As you age, many people face the risk of developing Alzheimer’s disease, but some are at a higher risk than others because of this one daily habit.
Alzheimer’s disease is a brain disorder that causes the brain to shrink (atrophy) and brain cells to die. This puts many at risk of memory loss and reduced brain functions that can cause real havoc in their old age.
Nobody enjoys sitting in traffic. It’s a small price to pay to live in the city. But did you know, city life may be putting you at risk for more than mild irritation during rush hour?
We know that certain lifestyle factors can increase your risk of dementia. Heart disease and a sedentary lifestyle are two examples.
Now there is reason to suggest our environment could play a potential role as well.
According to a new study, traffic noise can increase your risk of Alzheimer’s dementia.
Newer studies have linked air pollution to increased dementia risk. Other research has linked noise pollution from urban areas to obesity and diabetes.
Danish researchers decided to create this study to see if there’s a link between noise pollution and dementia risk.
Two million participants aged 60 years and older were studied between 2004 and 2017. They studied them for an average of eight and a half years.
The participant’s dementia outcomes were then compared to their exposure to traffic noise. They did this based on their home addresses.
Researchers wanted to be as accurate as possible. They estimated traffic noise pollution levels for every residence. They did this by looking at the most and least exposed sides of their homes.
The results found 103,500 new dementia cases during this study.
Once they adjusted for lifestyle choices, they found an observational connection. They saw that exposure to traffic noise for an average of 10 years increased dementia risk.
They found that longer exposure to noise pollution was more detrimental than short-term exposure to louder noise. For example, exposure to a car alarm for 5 minutes was less detrimental than exposure to the same alarm at a lower volume for 25 minutes.
Exposure to car noises over 55 dB had a 27% greater risk.

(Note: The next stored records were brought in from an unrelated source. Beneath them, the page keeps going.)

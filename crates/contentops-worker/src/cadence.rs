//! Recurrence rules for scheduled jobs.

use std::fmt;

use chrono::{DateTime, Datelike, Days, Duration, NaiveTime, Utc, Weekday};
use serde::Serialize;

use contentops_core::error::AppError;
use contentops_core::result::AppResult;

/// When a job recurs. All times are UTC.
#[derive(Debug, Clone, Copy, PartialEq, Eq, Serialize)]
#[serde(tag = "kind", rename_all = "snake_case")]
pub enum Cadence {
    /// Every day at a fixed time.
    Daily {
        /// Time of day.
        at: NaiveTime,
    },
    /// Every `n` hours.
    EveryHours(u32),
    /// Every week on a fixed day and time.
    Weekly {
        /// Day of the week.
        day: Weekday,
        /// Time of day.
        at: NaiveTime,
    },
    /// Every `n` minutes.
    EveryMinutes(u32),
}

/// Longest accepted interval: one hundred years of hours.
pub const MAX_INTERVAL_HOURS: u32 = 24 * 366 * 100;

impl Cadence {
    /// Reject intervals of zero, which would never advance, and intervals
    /// longer than [`MAX_INTERVAL_HOURS`], which leave the representable
    /// date range.
    pub fn validate(&self) -> AppResult<()> {
        let hours = match *self {
            Self::EveryHours(0) | Self::EveryMinutes(0) => {
                return Err(AppError::configuration(format!(
                    "Cadence '{self}' has a zero interval"
                )));
            }
            Self::EveryHours(hours) => hours,
            Self::EveryMinutes(minutes) => minutes / 60,
            Self::Daily { .. } | Self::Weekly { .. } => return Ok(()),
        };
        if hours > MAX_INTERVAL_HOURS {
            return Err(AppError::configuration(format!(
                "Cadence '{self}' exceeds the maximum interval of {MAX_INTERVAL_HOURS} hours"
            )));
        }
        Ok(())
    }

    /// The first trigger time strictly after `reference`.
    ///
    /// Saturates at the latest representable time instead of overflowing.
    pub fn next_after(&self, reference: DateTime<Utc>) -> DateTime<Utc> {
        let next = match *self {
            Self::EveryHours(hours) => {
                reference.checked_add_signed(Duration::hours(i64::from(hours)))
            }
            Self::EveryMinutes(minutes) => {
                reference.checked_add_signed(Duration::minutes(i64::from(minutes)))
            }
            Self::Daily { at } => {
                let candidate = reference.date_naive().and_time(at).and_utc();
                if candidate > reference {
                    Some(candidate)
                } else {
                    candidate.checked_add_signed(Duration::days(1))
                }
            }
            Self::Weekly { day, at } => {
                let days_ahead = (i64::from(day.num_days_from_monday())
                    - i64::from(reference.weekday().num_days_from_monday()))
                .rem_euclid(7);
                reference
                    .date_naive()
                    .checked_add_days(Days::new(days_ahead.unsigned_abs()))
                    .map(|date| date.and_time(at).and_utc())
                    .and_then(|candidate| {
                        if candidate > reference {
                            Some(candidate)
                        } else {
                            candidate.checked_add_signed(Duration::days(7))
                        }
                    })
            }
        };
        next.unwrap_or(DateTime::<Utc>::MAX_UTC)
    }
}

impl fmt::Display for Cadence {
    fn fmt(&self, f: &mut fmt::Formatter<'_>) -> fmt::Result {
        match self {
            Self::Daily { at } => write!(f, "daily at {}", at.format("%H:%M")),
            Self::EveryHours(1) => write!(f, "every hour"),
            Self::EveryHours(n) => write!(f, "every {n} hours"),
            Self::Weekly { day, at } => write!(f, "every {day} at {}", at.format("%H:%M")),
            Self::EveryMinutes(1) => write!(f, "every minute"),
            Self::EveryMinutes(n) => write!(f, "every {n} minutes"),
        }
    }
}

#[cfg(test)]
mod tests {
    use super::*;
    use chrono::TimeZone;

    fn at(h: u32, m: u32) -> NaiveTime {
        NaiveTime::from_hms_opt(h, m, 0).unwrap()
    }

    #[test]
    fn test_daily_before_and_after_time() {
        let cadence = Cadence::Daily { at: at(2, 0) };
        let morning = Utc.with_ymd_and_hms(2024, 3, 10, 1, 30, 0).unwrap();
        assert_eq!(
            cadence.next_after(morning),
            Utc.with_ymd_and_hms(2024, 3, 10, 2, 0, 0).unwrap()
        );

        let exactly = Utc.with_ymd_and_hms(2024, 3, 10, 2, 0, 0).unwrap();
        assert_eq!(
            cadence.next_after(exactly),
            Utc.with_ymd_and_hms(2024, 3, 11, 2, 0, 0).unwrap()
        );
    }

    #[test]
    fn test_weekly() {
        let cadence = Cadence::Weekly {
            day: Weekday::Sun,
            at: at(3, 0),
        };
        // 2024-03-13 is a Wednesday.
        let wednesday = Utc.with_ymd_and_hms(2024, 3, 13, 12, 0, 0).unwrap();
        assert_eq!(
            cadence.next_after(wednesday),
            Utc.with_ymd_and_hms(2024, 3, 17, 3, 0, 0).unwrap()
        );

        let sunday_late = Utc.with_ymd_and_hms(2024, 3, 17, 4, 0, 0).unwrap();
        assert_eq!(
            cadence.next_after(sunday_late),
            Utc.with_ymd_and_hms(2024, 3, 24, 3, 0, 0).unwrap()
        );

        let sunday_early = Utc.with_ymd_and_hms(2024, 3, 17, 1, 0, 0).unwrap();
        assert_eq!(
            cadence.next_after(sunday_early),
            Utc.with_ymd_and_hms(2024, 3, 17, 3, 0, 0).unwrap()
        );
    }

    #[test]
    fn test_intervals() {
        let t = Utc.with_ymd_and_hms(2024, 12, 31, 23, 30, 0).unwrap();
        assert_eq!(
            Cadence::EveryHours(6).next_after(t),
            Utc.with_ymd_and_hms(2025, 1, 1, 5, 30, 0).unwrap()
        );
        assert_eq!(
            Cadence::EveryMinutes(45).next_after(t),
            Utc.with_ymd_and_hms(2025, 1, 1, 0, 15, 0).unwrap()
        );
    }

    #[test]
    fn test_zero_interval_rejected() {
        assert!(Cadence::EveryHours(0).validate().is_err());
        assert!(Cadence::EveryMinutes(0).validate().is_err());
        assert!(Cadence::EveryMinutes(1).validate().is_ok());
    }

    #[test]
    fn test_out_of_range_interval_rejected() {
        let err = Cadence::EveryHours(u32::MAX).validate().unwrap_err();
        assert_eq!(err.kind, contentops_core::ErrorKind::Configuration);
        assert!(Cadence::EveryHours(MAX_INTERVAL_HOURS).validate().is_ok());
        assert!(Cadence::EveryHours(MAX_INTERVAL_HOURS + 1).validate().is_err());
        assert!(Cadence::EveryMinutes(u32::MAX).validate().is_err());
    }

    #[test]
    fn test_next_after_saturates_near_the_end_of_time() {
        let late = DateTime::<Utc>::MAX_UTC - Duration::hours(1);
        assert_eq!(
            Cadence::EveryHours(u32::MAX).next_after(late),
            DateTime::<Utc>::MAX_UTC
        );
        assert_eq!(
            Cadence::Weekly {
                day: Weekday::Mon,
                at: at(0, 0)
            }
            .next_after(late),
            DateTime::<Utc>::MAX_UTC
        );
    }

    #[test]
    fn test_display() {
        assert_eq!(Cadence::Daily { at: at(2, 0) }.to_string(), "daily at 02:00");
        assert_eq!(Cadence::EveryHours(6).to_string(), "every 6 hours");
        assert_eq!(
            Cadence::Weekly {
                day: Weekday::Sun,
                at: at(3, 0)
            }
            .to_string(),
            "every Sun at 03:00"
        );
    }
}
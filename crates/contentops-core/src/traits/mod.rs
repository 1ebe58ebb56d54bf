//! Collaborator traits defined in `contentops-core` and implemented by
//! the storage, database, and worker crates.

pub mod backup;
pub mod content;
pub mod storage;

pub use backup::BackupProducer;
pub use content::{ContentStore, ContentTransaction};
pub use storage::ObjectStore;
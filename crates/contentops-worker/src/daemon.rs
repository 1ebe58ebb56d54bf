//! Long-running scheduler daemon.

use std::time::Duration;

use tokio::sync::watch;
use tracing::{info, warn};

use contentops_core::result::AppResult;

use crate::services::Services;

/// Run the scheduler until `shutdown` flips to `true`.
///
/// One health check runs immediately, then the default jobs are polled
/// every `scheduler.poll_interval_seconds`. Job failures are logged and
/// never end the loop.
pub async fn run(services: Services, shutdown: watch::Receiver<bool>) -> AppResult<()> {
    info!("Starting content operations scheduler");

    let status = services.health.check().await;
    if !status.is_healthy() {
        warn!(
            database = status.database_reachable,
            storage = status.storage_reachable,
            "Startup health check reported issues, continuing"
        );
    }

    let mut core = services.scheduler()?;
    for row in core.status() {
        info!(
            job = %row.name,
            cadence = %row.cadence,
            next_run = %row.next_run,
            "Job scheduled"
        );
    }

    let interval = Duration::from_secs(services.config.scheduler.poll_interval_seconds);
    core.poll_loop(interval, shutdown).await;

    services.content.close().await;
    info!("Scheduler stopped");
    Ok(())
}

/// Wait for Ctrl+C or SIGTERM.
pub async fn shutdown_signal() {
    let ctrl_c = async {
        if let Err(e) = tokio::signal::ctrl_c().await {
            warn!(error = %e, "Failed to install Ctrl+C handler");
            std::future::pending::<()>().await;
        }
    };

    #[cfg(unix)]
    let terminate = async {
        match tokio::signal::unix::signal(tokio::signal::unix::SignalKind::terminate()) {
            Ok(mut signal) => {
                signal.recv().await;
            }
            Err(e) => {
                warn!(error = %e, "Failed to install SIGTERM handler");
                std::future::pending::<()>().await;
            }
        }
    };

    #[cfg(not(unix))]
    let terminate = std::future::pending::<()>();

    tokio::select! {
        _ = ctrl_c => {},
        _ = terminate => {},
    }
}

Exposure to railroad noise at 50 dB and above had a 24% greater risk. Car noise exposure was the only noise pollution linked to vascular dementia.
Researchers estimated traffic noise may have contributed to 1,216 of 8,475 total dementia cases in 2017.
More studies are still needed. For now, researchers believe the cause is likely due to many factors. High levels of stress, impaired sleep, weakened immune system, and increased inflammation can all impact risk.
Although this study is promising, the results are observational. There has not been a direct relationship between Alzheimer’s dementia and noise pollution established.
If future studies can confirm this relationship, it will have a large effect on the estimated burden of this disease. It will also affect the estimated healthcare costs associated with transportation noise.
This information is essential in helping to create effective policies focused on the prevention and control of this and other diseases.